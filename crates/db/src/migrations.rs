use sqlx::migrate::{MigrateError, Migrator};

use crate::DbPool;

pub static MIGRATOR: Migrator = sqlx::migrate!("../../migrations");

pub async fn run_pending(pool: &DbPool) -> Result<(), MigrateError> {
    MIGRATOR.run(pool).await
}
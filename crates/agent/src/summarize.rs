use std::sync::Arc;

use tally_core::chart::{ChartError, ChartSpec};
use tally_core::domain::answer::Answer;
use tally_core::domain::query::GeneratedQuery;
use tally_core::domain::question::Question;
use tally_core::domain::result_set::ResultSet;
use tally_core::errors::PipelineError;
use tracing::{info, warn};

use crate::llm::{ChatMessage, CompletionRequest, LlmClient};
use crate::prompts::{Prompts, ResultPreview};

const SUMMARY_TEMPERATURE: f32 = 0.1;
const CHART_TEMPERATURE: f32 = 0.1;
const CHART_MAX_TOKENS: u32 = 8192;

/// Turns a result set into a narrative answer plus an optional Vega-Lite chart.
/// The chart is best effort: failing to draw one never fails the answer.
pub struct Summarizer {
    llm: Arc<dyn LlmClient>,
    prompts: Arc<Prompts>,
    max_result_rows: usize,
    max_chart_attempts: u32,
}

impl Summarizer {
    pub fn new(
        llm: Arc<dyn LlmClient>,
        prompts: Arc<Prompts>,
        max_result_rows: usize,
        max_chart_attempts: u32,
    ) -> Self {
        Self { llm, prompts, max_result_rows: max_result_rows.max(1), max_chart_attempts }
    }

    pub async fn summarize(
        &self,
        question: &Question,
        query: &GeneratedQuery,
        result: &ResultSet,
    ) -> Result<Answer, PipelineError> {
        let csv = result
            .to_csv(self.max_result_rows)
            .map_err(|error| PipelineError::Summarization(error.to_string()))?;
        let shown = result.row_count().min(self.max_result_rows);
        let preview = ResultPreview {
            question: question.as_str(),
            sql: &query.sql,
            columns: describe_columns(result),
            csv,
            shown,
            row_count: result.row_count(),
            truncated: result.row_count() > shown,
        };

        let (text, chart) = tokio::join!(self.narrate(&preview), self.draw_chart(&preview, result));
        Ok(Answer::new(text?, chart))
    }

    async fn narrate(&self, preview: &ResultPreview<'_>) -> Result<String, PipelineError> {
        let prompt = self
            .prompts
            .summary(preview)
            .map_err(|error| PipelineError::Summarization(error.to_string()))?;
        let response = self
            .llm
            .complete(
                CompletionRequest::new(vec![ChatMessage::user(prompt)])
                    .temperature(SUMMARY_TEMPERATURE),
            )
            .await
            .map_err(|error| error.into_pipeline_error(PipelineError::Summarization))?;

        let text = response.trim();
        if text.is_empty() {
            return Err(PipelineError::Summarization("model returned an empty answer".to_owned()));
        }
        Ok(text.to_owned())
    }

    async fn draw_chart(
        &self,
        preview: &ResultPreview<'_>,
        result: &ResultSet,
    ) -> Option<ChartSpec> {
        if result.is_empty() || self.max_chart_attempts == 0 {
            return None;
        }
        let prompt = match self.prompts.chart(preview) {
            Ok(prompt) => prompt,
            Err(error) => {
                warn!(
                    event_name = "summarize.chart_skipped",
                    error = %error,
                    "chart prompt failed"
                );
                return None;
            }
        };

        let mut messages = vec![ChatMessage::user(prompt)];
        for attempt in 1..=self.max_chart_attempts {
            let request = CompletionRequest::new(messages.clone())
                .temperature(CHART_TEMPERATURE)
                .max_tokens(CHART_MAX_TOKENS);
            let response = match self.llm.complete(request).await {
                Ok(response) => response,
                Err(error) => {
                    warn!(
                        event_name = "summarize.chart_skipped",
                        attempt,
                        error = %error,
                        "chart request failed"
                    );
                    return None;
                }
            };

            match ChartSpec::parse(&response) {
                Ok(mut chart) => {
                    let bound = chart.bind_selection_params(result);
                    info!(
                        event_name = "summarize.chart_ready",
                        attempt,
                        bound_params = bound.len(),
                        "chart drawn"
                    );
                    return Some(chart);
                }
                Err(error) => {
                    warn!(
                        event_name = "summarize.chart_invalid",
                        attempt,
                        error = %error,
                        "chart rejected"
                    );
                    let feedback = match self.prompts.chart_fix(
                        &response,
                        &preview.columns,
                        chart_error_kind(&error),
                        &error.to_string(),
                    ) {
                        Ok(feedback) => feedback,
                        Err(_) => return None,
                    };
                    messages.push(ChatMessage::assistant(response));
                    messages.push(ChatMessage::user(feedback));
                }
            }
        }

        warn!(
            event_name = "summarize.chart_abandoned",
            attempts = self.max_chart_attempts,
            "answer will carry no chart"
        );
        None
    }
}

fn chart_error_kind(error: &ChartError) -> &'static str {
    match error {
        ChartError::MissingObject => "MissingObject",
        ChartError::InvalidJson(_) => "InvalidJson",
        ChartError::MissingMark => "MissingMark",
    }
}

/// One `name  type` line per column.
fn describe_columns(result: &ResultSet) -> String {
    result
        .columns
        .iter()
        .map(|column| format!("{}  {}", column.name, column.data_type))
        .collect::<Vec<_>>()
        .join("\n")
}
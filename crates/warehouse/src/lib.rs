//! Connector for a Presto-compatible serverless warehouse.
//!
//! [`Warehouse`] is the seam the pipeline depends on; [`PrestoClient`] speaks the
//! Presto REST statement protocol over `reqwest`.

pub mod error;
pub mod presto;

use async_trait::async_trait;
use serde_json::Value;
use tally_core::domain::result_set::{Column, ResultSet};

pub use error::{QueryErrorBody, WarehouseError};
pub use presto::PrestoClient;

#[async_trait]
pub trait Warehouse: Send + Sync {
    fn catalog(&self) -> &str;
    fn database(&self) -> &str;

    async fn execute(&self, sql: &str) -> Result<ResultSet, WarehouseError>;

    /// Plans the statement without running it.
    async fn validate(&self, sql: &str) -> Result<(), WarehouseError> {
        self.execute(&format!("EXPLAIN {sql}")).await.map(|_| ())
    }

    async fn list_tables(&self) -> Result<Vec<String>, WarehouseError> {
        let sql = format!(
            "SHOW TABLES FROM {}.{}",
            quote_identifier(self.catalog()),
            quote_identifier(self.database())
        );
        let result = self.execute(&sql).await?;
        Ok(first_column_strings(&result))
    }

    async fn describe_table(&self, table: &str) -> Result<Vec<Column>, WarehouseError> {
        let sql = format!("DESCRIBE {}", self.qualified(table));
        let result = self.execute(&sql).await?;
        Ok(result
            .rows
            .iter()
            .filter_map(|row| {
                let name = row.first()?.as_str()?;
                let data_type = row.get(1).and_then(Value::as_str).unwrap_or_default();
                Some(Column::new(name, data_type))
            })
            .collect())
    }

    /// Up to `limit` non-null values of one column.
    async fn sample_column(
        &self,
        table: &str,
        column: &str,
        limit: usize,
    ) -> Result<Vec<Value>, WarehouseError> {
        let column = quote_identifier(column);
        let sql = format!(
            "SELECT {column} FROM {} WHERE {column} IS NOT NULL LIMIT {limit}",
            self.qualified(table)
        );
        let result = self.execute(&sql).await?;
        Ok(result.rows.into_iter().filter_map(|row| row.into_iter().next()).collect())
    }

    fn qualified(&self, table: &str) -> String {
        format!(
            "{}.{}.{}",
            quote_identifier(self.catalog()),
            quote_identifier(self.database()),
            quote_identifier(table)
        )
    }
}

pub fn quote_identifier(name: &str) -> String {
    format!("\"{}\"", name.replace('"', "\"\""))
}

fn first_column_strings(result: &ResultSet) -> Vec<String> {
    result
        .rows
        .iter()
        .filter_map(|row| row.first().and_then(Value::as_str).map(str::to_owned))
        .collect()
}
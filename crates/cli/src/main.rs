use std::process::ExitCode;

use tracing_subscriber::EnvFilter;

fn main() -> ExitCode {
    dotenv::dotenv().ok();

    // stdout carries command output; diagnostics go to stderr.
    let filter = EnvFilter::try_from_default_env().unwrap_or_else(|_| EnvFilter::new("warn"));
    tracing_subscriber::fmt()
        .with_target(false)
        .with_env_filter(filter)
        .with_writer(std::io::stderr)
        .compact()
        .init();

    tally_cli::run()
}
/// Drives generation, execution and summarization through the pipeline state
/// machine for one question at a time. Cheap to share behind an `Arc`.
pub struct PipelineController {
    engine: PipelineEngine<QuestionAnsweringFlow>,
    generator: QueryGenerator,
    executor: QueryExecutor,
    summarizer: Summarizer,
    sessions: Arc<dyn SessionRepository>,
    history_turns: usize,
    preview_rows: usize,
}

struct RunScope<'a> {
    run_id: String,
    key: SessionKey,
    events: &'a mpsc::Sender<RunEvent>,
    state: PipelineState,
}

impl PipelineController {
    pub fn new(
        generator: QueryGenerator,
        executor: QueryExecutor,
        summarizer: Summarizer,
        sessions: Arc<dyn SessionRepository>,
        history_turns: usize,
        preview_rows: usize,
    ) -> Self {
        Self {
            engine: PipelineEngine::default(),
            generator,
            executor,
            summarizer,
            sessions,
            history_turns,
            preview_rows,
        }
    }

    /// Wires the three steps from configuration around shared clients.
    pub fn assemble(
        pipeline: &PipelineConfig,
        llm: Arc<dyn LlmClient>,
        warehouse: Arc<dyn Warehouse>,
        sessions: Arc<dyn SessionRepository>,
        schema: impl Into<String>,
    ) -> Result<Self, PromptError> {
        let prompts = Arc::new(Prompts::new()?);
        Ok(Self::new(
            QueryGenerator::new(
                llm.clone(),
                warehouse.clone(),
                prompts.clone(),
                schema,
                pipeline.max_fix_attempts,
            )
            .with_analysis_plan(pipeline.analysis_plan),
            QueryExecutor::new(warehouse, GuardrailPolicy::default()),
            Summarizer::new(llm, prompts, pipeline.max_result_rows, pipeline.max_chart_attempts),
            sessions,
            pipeline.history_turns,
            PREVIEW_ROWS,
        ))
    }

    pub fn sessions(&self) -> &Arc<dyn SessionRepository> {
        &self.sessions
    }

    pub async fn load_session(&self, key: &SessionKey) -> Result<Session, ApplicationError> {
        self.sessions.get(key).await?.ok_or_else(|| {
            ApplicationError::NotFound(format!("session `{}` not found", key.session_id.as_str()))
        })
    }

    /// Runs one question. Dropping the receiving half of `events` before the
    /// answer is committed cancels the run at its next suspension point;
    /// nothing further is emitted or recorded.
    pub async fn run(
        &self,
        session: &Session,
        question: &str,
        events: mpsc::Sender<RunEvent>,
    ) -> RunOutcome {
        let mut scope = RunScope {
            run_id: Uuid::new_v4().simple().to_string(),
            key: session.key(),
            events: &events,
            state: self.engine.initial_state(),
        };
        info!(
            event_name = "pipeline.started",
            correlation_id = %scope.run_id,
            session_id = %scope.key.session_id.as_str(),
            "pipeline run started"
        );

        let run_id = scope.run_id.clone();
        let driven = tokio::select! {
            biased;
            _ = events.closed() => Err(RunOutcome::Cancelled),
            driven = self.drive(&mut scope, session, question) => driven,
        };
        let outcome = match driven {
            Ok((answer, exchange)) => self.commit(&scope, answer, exchange).await,
            Err(outcome) => outcome,
        };

        if outcome == RunOutcome::Cancelled {
            info!(event_name = "pipeline.cancelled", correlation_id = %run_id, "client went away");
        }
        outcome
    }

    async fn drive(
        &self,
        scope: &mut RunScope<'_>,
        session: &Session,
        question: &str,
    ) -> Result<(Answer, Option<Exchange>), RunOutcome> {
        match self.steps(scope, session, question).await {
            Ok(finished) => Ok(finished),
            Err(PipelineError::Cancelled) => Err(RunOutcome::Cancelled),
            Err(error) => Err(self.report_failure(scope, error).await),
        }
    }

    /// Storing the exchange is the commit point. It runs outside the
    /// cancellation race: once stored, the run is completed even when the
    /// client leaves before `Completed` is delivered.
    async fn commit(
        &self,
        scope: &RunScope<'_>,
        answer: Answer,
        exchange: Option<Exchange>,
    ) -> RunOutcome {
        if scope.events.is_closed() {
            return RunOutcome::Cancelled;
        }
        if let Some(exchange) = exchange {
            if let Err(error) = self.sessions.append_exchange(&scope.key, exchange).await {
                warn!(
                    event_name = "pipeline.record_failed",
                    correlation_id = %scope.run_id,
                    error = %error,
                    "exchange not recorded"
                );
            }
        }

        if emit(scope, RunEvent::Completed { answer: answer.clone() }).await.is_err() {
            info!(
                event_name = "pipeline.completed_unseen",
                correlation_id = %scope.run_id,
                "client left before the answer was delivered"
            );
        }
        info!(
            event_name = "pipeline.completed",
            correlation_id = %scope.run_id,
            "pipeline run completed"
        );
        RunOutcome::Completed(answer)
    }

    async fn steps(
        &self,
        scope: &mut RunScope<'_>,
        session: &Session,
        question: &str,
    ) -> Result<(Answer, Option<Exchange>), PipelineError> {
        let question = Question::new(question)?;
        let context = ConversationContext::from_session(session, self.history_turns);

        self.advance(scope, PipelineEvent::QuestionReceived).await?;
        let query = self.generator.generate(&question, &context).await?;
        emit(
            scope,
            RunEvent::QueryGenerated { sql: query.sql.clone(), validated: query.is_validated() },
        )
        .await?;

        self.advance(scope, PipelineEvent::QueryGenerated).await?;
        let result = self.executor.execute(&query).await?;
        emit(
            scope,
            RunEvent::ResultsReady {
                columns: result.columns.clone(),
                row_count: result.row_count(),
                preview: result.preview_rows(self.preview_rows),
            },
        )
        .await?;

        self.advance(scope, PipelineEvent::ResultsReady).await?;
        let answer = self.summarizer.summarize(&question, &query, &result).await?;

        let actions = self.advance(scope, PipelineEvent::AnswerReady).await?;
        let exchange = actions.contains(&PipelineAction::RecordExchange).then(|| Exchange {
            question: question.to_string(),
            sql: query.sql.clone(),
            answer: answer.clone(),
            recorded_at: Utc::now(),
        });
        Ok((answer, exchange))
    }

    async fn advance(
        &self,
        scope: &mut RunScope<'_>,
        event: PipelineEvent,
    ) -> Result<Vec<PipelineAction>, PipelineError> {
        let outcome = self
            .engine
            .apply(scope.state, event)
            .map_err(|error| PipelineError::from(DomainError::from(error)))?;
        info!(
            event_name = "pipeline.state_changed",
            correlation_id = %scope.run_id,
            from = ?outcome.from,
            to = ?outcome.to,
            "pipeline state changed"
        );
        scope.state = outcome.to;
        emit(scope, RunEvent::StateChanged { from: outcome.from, to: outcome.to }).await?;
        Ok(outcome.actions)
    }

    async fn report_failure(&self, scope: &mut RunScope<'_>, error: PipelineError) -> RunOutcome {
        warn!(
            event_name = "pipeline.failed",
            correlation_id = %scope.run_id,
            error_class = error.error_class(),
            error = %error,
            "pipeline run failed"
        );
        // Failures before the first transition (an empty question) have no state edge.
        if scope.state != PipelineState::Idle && !scope.state.is_terminal() {
            let advanced = self.advance(scope, PipelineEvent::StepFailed).await;
            if let Err(PipelineError::Cancelled) = advanced {
                return RunOutcome::Cancelled;
            }
        }
        let terminal = RunEvent::Failed {
            error_class: error.error_class().to_owned(),
            message: error.to_string(),
        };
        match emit(scope, terminal).await {
            Ok(()) => RunOutcome::Failed(error),
            Err(_) => RunOutcome::Cancelled,
        }
    }
}

async fn emit(scope: &RunScope<'_>, event: RunEvent) -> Result<(), PipelineError> {
    scope.events.send(event).await.map_err(|_| PipelineError::Cancelled)
}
+++++
__Work request__.
Report all lines of the data that include the word "actions".

__Answer to this task__.
        let actions = self.advance(scope, PipelineEvent::AnswerReady).await?;
        let exchange = actions.contains(&PipelineAction::RecordExchange).then(|| Exchange {
        Ok(outcome.actions)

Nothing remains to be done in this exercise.